Diphenyl Dimethyl Bicarboxylate in the Treatment of Viral Hepatitis, Adjuvant or Curative?

Diphenyl dimethyl bicarboxylate (DDB) has been used in some countries as hepatoprotectant adjuvant in the treatment of liver diseases, such as chronic viral hepatitis, chemical or drug induced hepatic damage. Its early confirmed efficacy is to normalize elevated blood alanine aminotransferase (ALT) from different etiologies, however, it can rarely affect the rest hepatic enzymes. In addition, the lowering or normalization of ALT in most cases occurs during DDB treatment, withdrawal of DDB administration results in ALT re-elevated. Hence, for a long time, it has been only used as adjuvant of liver disease therapy. It is still controversial that whether DDB can be beneficial to liver histology. The normalization of ALT in hepatitis does not indicate therapeutic efficacy if without substantial liver histology improvement. In recent years, more studies showed that DDB might have new therapeutical potentials in liver diseases, it may have the effect of anti-viral, anti-malignancy. These new findings were mostly based on the in vitro or animal experiments, more basic studies and clinical trials are needed to ascertain these efficacies, prior to that stage, it is recommended to be cautious to apply DDB clinically for anti-virus and anti-malignancy purposes.

Introduction

From the ancient time, the Chinese herb schisandra chinensis has been used as bactericidal agent in some Asian countries(1). From time to time, it is indicated in cases of chronic cough and dyspnea, diarrhea, night sweats, wasting disorders, irritability, palpitations, dream-disturbed sleep and insomnia(2).
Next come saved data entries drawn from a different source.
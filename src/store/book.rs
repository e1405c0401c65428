use super::days::DayStore;
use super::key::DateKey;
use super::record::DayRecord;
use super::storage::{KeyValueStorage, StorageError};
use thiserror::Error;
use tracing::{debug, info, warn};

/// The storage key under which the whole [`DayStore`] is kept
pub(crate) const STORAGE_KEY: &str = "goals_calendar_days";

/// Where a snapshot that could not be parsed is copied before the first save
/// replaces it
pub(crate) const BACKUP_KEY: &str = "goals_calendar_days.bad";

/// A [`DayStore`] bound to the storage it is mirrored to.  Every save
/// rewrites the complete snapshot before it takes effect in memory.
#[derive(Debug)]
pub(crate) struct DayBook<S> {
    storage: S,
    days: DayStore,
    // The raw snapshot, if it was present but malformed
    unparsed: Option<String>,
}

impl<S: KeyValueStorage> DayBook<S> {
    /// Read the stored snapshot.  A missing, unreadable, or malformed
    /// snapshot yields an empty book.  A malformed snapshot is kept aside and
    /// copied to [`BACKUP_KEY`] before the first save overwrites it.
    #[tracing::instrument(skip(storage))]
    pub(crate) fn load(storage: S) -> DayBook<S> {
        let mut unparsed = None;
        let days = match storage.get_string(STORAGE_KEY) {
            Ok(Some(raw)) => match DayStore::from_json(&raw) {
                Ok(days) => {
                    info!(count = days.len(), "loaded day records");
                    days
                }
                Err(error) => {
                    warn!(%error, "stored day records are malformed; starting empty");
                    unparsed = Some(raw);
                    DayStore::new()
                }
            },
            Ok(None) => {
                info!("no stored day records; starting empty");
                DayStore::new()
            }
            Err(error) => {
                warn!(%error, "could not read stored day records; starting empty");
                DayStore::new()
            }
        };
        DayBook {
            storage,
            days,
            unparsed,
        }
    }

    pub(crate) fn days(&self) -> &DayStore {
        &self.days
    }

    pub(crate) fn get(&self, key: DateKey) -> DayRecord {
        self.days.get(key)
    }

    /// Set the record for `key` and write the full store to storage.
    ///
    /// If serialization or the write fails, the book is left exactly as it
    /// was.
    #[tracing::instrument(skip(self, key, record), fields(key = %key))]
    pub(crate) fn save(
        &mut self,
        key: DateKey,
        record: DayRecord,
    ) -> Result<&DayStore, SaveError> {
        let updated = self.days.with(key, record);
        let snapshot = updated.to_json()?;
        if let Some(raw) = self.unparsed.as_deref() {
            self.storage.set_string(BACKUP_KEY, raw)?;
            warn!(key = BACKUP_KEY, "copied malformed day records aside");
        }
        self.storage.set_string(STORAGE_KEY, &snapshot)?;
        debug!(count = updated.len(), "saved day records");
        self.days = updated;
        self.unparsed = None;
        Ok(&self.days)
    }

    #[cfg(test)]
    pub(crate) fn storage(&self) -> &S {
        &self.storage
    }
}

#[derive(Debug, Error)]
pub(crate) enum SaveError {
    #[error("failed to serialize day records")]
    Serialize(#[from] serde_json::Error),
    #[error("failed to store day records")]
    Storage(#[from] StorageError),
}

#[cfg(test)]
mod tests {
    use super::*;
    use crate::store::storage::{DirStorage, MemoryStorage};
    use std::io;
    use std::path::PathBuf;
    use time::macros::date;

    #[derive(Debug)]
    struct ReadOnlyStorage(MemoryStorage);

    impl KeyValueStorage for ReadOnlyStorage {
        fn get_string(&self, key: &str) -> Result<Option<String>, StorageError> {
            self.0.get_string(key)
        }

        fn set_string(&mut self, _key: &str, _value: &str) -> Result<(), StorageError> {
            Err(StorageError::Write {
                path: PathBuf::from("/read-only"),
                source: io::Error::new(io::ErrorKind::PermissionDenied, "read-only"),
            })
        }
    }

    #[derive(Debug)]
    struct BrokenStorage;

    impl KeyValueStorage for BrokenStorage {
        fn get_string(&self, _key: &str) -> Result<Option<String>, StorageError> {
            Err(StorageError::Read {
                path: PathBuf::from("/broken"),
                source: io::Error::other("disk on fire"),
            })
        }

        fn set_string(&mut self, _key: &str, _value: &str) -> Result<(), StorageError> {
            Ok(())
        }
    }

    fn key(date: time::Date) -> DateKey {
        DateKey::from(date)
    }

    #[test]
    fn test_load_missing() {
        let book = DayBook::load(MemoryStorage::new());
        assert!(book.days().is_empty());
    }

    #[test]
    fn test_load_malformed() {
        for raw in ["", "not json", "[]", r#"{"2024-01-01": "oops"}"#, "{\"2024-13-01\": {}}"] {
            let book = DayBook::load(MemoryStorage::new().with_entry(STORAGE_KEY, raw));
            assert!(book.days().is_empty(), "{raw:?}");
        }
    }

    #[test]
    fn test_load_unreadable() {
        let book = DayBook::load(BrokenStorage);
        assert!(book.days().is_empty());
    }

    #[test]
    fn test_load_existing() {
        let storage = MemoryStorage::new().with_entry(
            STORAGE_KEY,
            r#"{"2024-01-05": {"note": "gym", "progress": 80}, "2024-01-06": {"progress": 120}}"#,
        );
        let book = DayBook::load(storage);
        assert_eq!(book.get(key(date!(2024 - 01 - 05))), DayRecord::new("gym", 80));
        assert_eq!(book.get(key(date!(2024 - 01 - 06))), DayRecord::new("", 100));
    }

    #[test]
    fn test_null_fields_keep_other_records() {
        let storage = MemoryStorage::new().with_entry(
            STORAGE_KEY,
            r#"{"2024-01-05": {"note": "gym", "progress": 80}, "2024-01-06": {"note": null, "progress": 40}}"#,
        );
        let mut book = DayBook::load(storage);
        assert_eq!(book.days().len(), 2);
        assert_eq!(book.get(key(date!(2024 - 01 - 06))), DayRecord::new("", 40));
        book.save(key(date!(2024 - 01 - 07)), DayRecord::new("new", 10))
            .unwrap();
        let raw = book.storage().get_string(STORAGE_KEY).unwrap().unwrap();
        let stored = DayStore::from_json(&raw).unwrap();
        assert_eq!(stored.get(key(date!(2024 - 01 - 05))), DayRecord::new("gym", 80));
        assert_eq!(stored.len(), 3);
    }

    #[test]
    fn test_malformed_snapshot_is_backed_up_before_overwrite() {
        let raw = r#"{"2024-01-05": {"note": "gym", "progress": 80.5}}"#;
        let mut book = DayBook::load(MemoryStorage::new().with_entry(STORAGE_KEY, raw));
        assert!(book.days().is_empty());
        assert_eq!(book.storage().get_string(BACKUP_KEY).unwrap(), None);
        let k = key(date!(2024 - 01 - 07));
        book.save(k, DayRecord::new("new", 10)).unwrap();
        assert_eq!(
            book.storage().get_string(BACKUP_KEY).unwrap().as_deref(),
            Some(raw)
        );
        assert_eq!(book.storage().writes, 2);
        book.save(k, DayRecord::new("newer", 20)).unwrap();
        assert_eq!(book.storage().writes, 3);
        assert_eq!(
            book.storage().get_string(BACKUP_KEY).unwrap().as_deref(),
            Some(raw)
        );
    }

    #[test]
    fn test_backup_survives_in_data_dir() {
        let tmp = tempfile::tempdir().unwrap();
        std::fs::write(tmp.path().join("goals_calendar_days.json"), "{oops").unwrap();
        let mut book = DayBook::load(DirStorage::new(tmp.path()));
        book.save(key(date!(2024 - 01 - 07)), DayRecord::new("new", 10))
            .unwrap();
        let backup = std::fs::read_to_string(tmp.path().join("goals_calendar_days.bad.json"))
            .unwrap();
        assert_eq!(backup, "{oops");
    }

    #[test]
    fn test_failed_backup_refuses_overwrite() {
        let storage = MemoryStorage::new().with_entry(STORAGE_KEY, "not json");
        let mut book = DayBook::load(ReadOnlyStorage(storage));
        let r = book.save(key(date!(2024 - 01 - 07)), DayRecord::new("new", 10));
        assert!(matches!(r, Err(SaveError::Storage(StorageError::Write { .. }))));
        assert!(book.days().is_empty());
        assert_eq!(
            book.storage().0.get_string(STORAGE_KEY).unwrap().as_deref(),
            Some("not json")
        );
    }

    #[test]
    fn test_save_then_get() {
        let mut book = DayBook::load(MemoryStorage::new());
        let k = key(date!(2024 - 01 - 05));
        book.save(k, DayRecord::new("stretch", 57)).unwrap();
        assert_eq!(book.get(k), DayRecord::new("stretch", 57));
        assert_eq!(book.get(key(date!(2024 - 01 - 06))), DayRecord::default());
    }

    #[test]
    fn test_save_clamps() {
        let mut book = DayBook::load(MemoryStorage::new());
        let a = key(date!(2024 - 01 - 01));
        let b = key(date!(2024 - 01 - 02));
        let c = key(date!(2024 - 01 - 03));
        book.save(a, DayRecord::new("", -5)).unwrap();
        book.save(b, DayRecord::new("", 150)).unwrap();
        book.save(c, DayRecord::new("", 57)).unwrap();
        assert_eq!(book.get(a).progress.get(), 0);
        assert_eq!(book.get(b).progress.get(), 100);
        assert_eq!(book.get(c).progress.get(), 57);
    }

    #[test]
    fn test_save_writes_through() {
        let mut storage = MemoryStorage::new();
        let k = key(date!(2024 - 01 - 05));
        {
            let mut book = DayBook::load(&mut storage);
            book.save(k, DayRecord::new("a \"quoted\" note", 40)).unwrap();
            assert_eq!(book.storage().writes, 1);
        }
        let reloaded = DayBook::load(&mut storage);
        assert_eq!(reloaded.get(k), DayRecord::new("a \"quoted\" note", 40));
    }

    #[test]
    fn test_snapshot_matches_memory_after_every_save() {
        let mut book = DayBook::load(MemoryStorage::new());
        for (i, day) in (1..=5).enumerate() {
            let k = key(time::Date::from_calendar_date(2024, time::Month::March, day).unwrap());
            let saved = book
                .save(k, DayRecord::new(format!("day {day}"), i64::from(day) * 10))
                .unwrap()
                .clone();
            let raw = book.storage().get_string(STORAGE_KEY).unwrap().unwrap();
            assert_eq!(DayStore::from_json(&raw).unwrap(), saved);
            assert_eq!(saved.len(), i + 1);
        }
    }

    #[test]
    fn test_failed_save_leaves_book_unchanged() {
        let k = key(date!(2024 - 01 - 05));
        let storage = MemoryStorage::new().with_entry(
            STORAGE_KEY,
            r#"{"2024-01-05": {"note": "old", "progress": 10}}"#,
        );
        let mut book = DayBook::load(ReadOnlyStorage(storage));
        let before = book.days().clone();
        let r = book.save(k, DayRecord::new("new", 90));
        assert!(matches!(r, Err(SaveError::Storage(StorageError::Write { .. }))));
        assert_eq!(book.days(), &before);
        assert_eq!(book.get(k), DayRecord::new("old", 10));
    }

    #[test]
    fn test_get_does_not_write() {
        let book = DayBook::load(MemoryStorage::new());
        let _ = book.get(key(date!(2024 - 01 - 05)));
        assert!(book.days().is_empty());
        assert_eq!(book.storage().writes, 0);
    }
}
The main active constituents of schisandra chinensis related to liver disease therapy are schisandrin B and schisandrin C. Diphenyl dimethyl bicarboxylate (DDB) is a synthesized intermediate derivative of schizandrin C. DDB is commonly used as adjuvant hepatoprotectant in the treatment of chronic viral hepatitis and other liver diseases with different etiologies in China(3) and some other Asian countries(4-6). Only in recent decades, the world began to understand its pharmacological possibilities and clinical applications(7). In recent years, people are enthusiastic to excavate its new therapeutic potentials in the treatment of liver diseases, and indeed, new pharmacological links to the liver diseases have been found. Along with these progresses, there are also certain controversies about this synthetic compound. In the past, people usually used it as an agent for improving liver function and lowering serum alanine aminotransferase (ALT) in viral hepatitis and in liver injuries induced by various chemicals and drugs(8-10). However, people recently started to investigate its effect in anti-virus, treating fatty liver, and anti-malignancy. Is schisandra chinensis born to be a completely liver herb? Can DDB play a principal role in the treatment of viral hepatitis and other liver damages? In this concise review, we focus on the current findings of DDB in the treatment of liver disease, and discuss the novel possibilities of DDB for further roles in liver disease therapy.

Compound characteristics

Schisandra chinensis is a deciduous woody climbing vine about eight meters long which produces red spherical fruit. Because the whole fruit (including seeds) is said to have a salty taste, the skin and pulp are sweet and sour, and the kernels are pungent and bitter, therefore its name in Chinese is “Wu Wei Zi” denoting “five flavors”(Fig. 1a).

Figure 1

The schisandra chinensis, and the molecular structures of diphenyl dimethyl bicarboxylate (DDB), schisandrin B (Sch B).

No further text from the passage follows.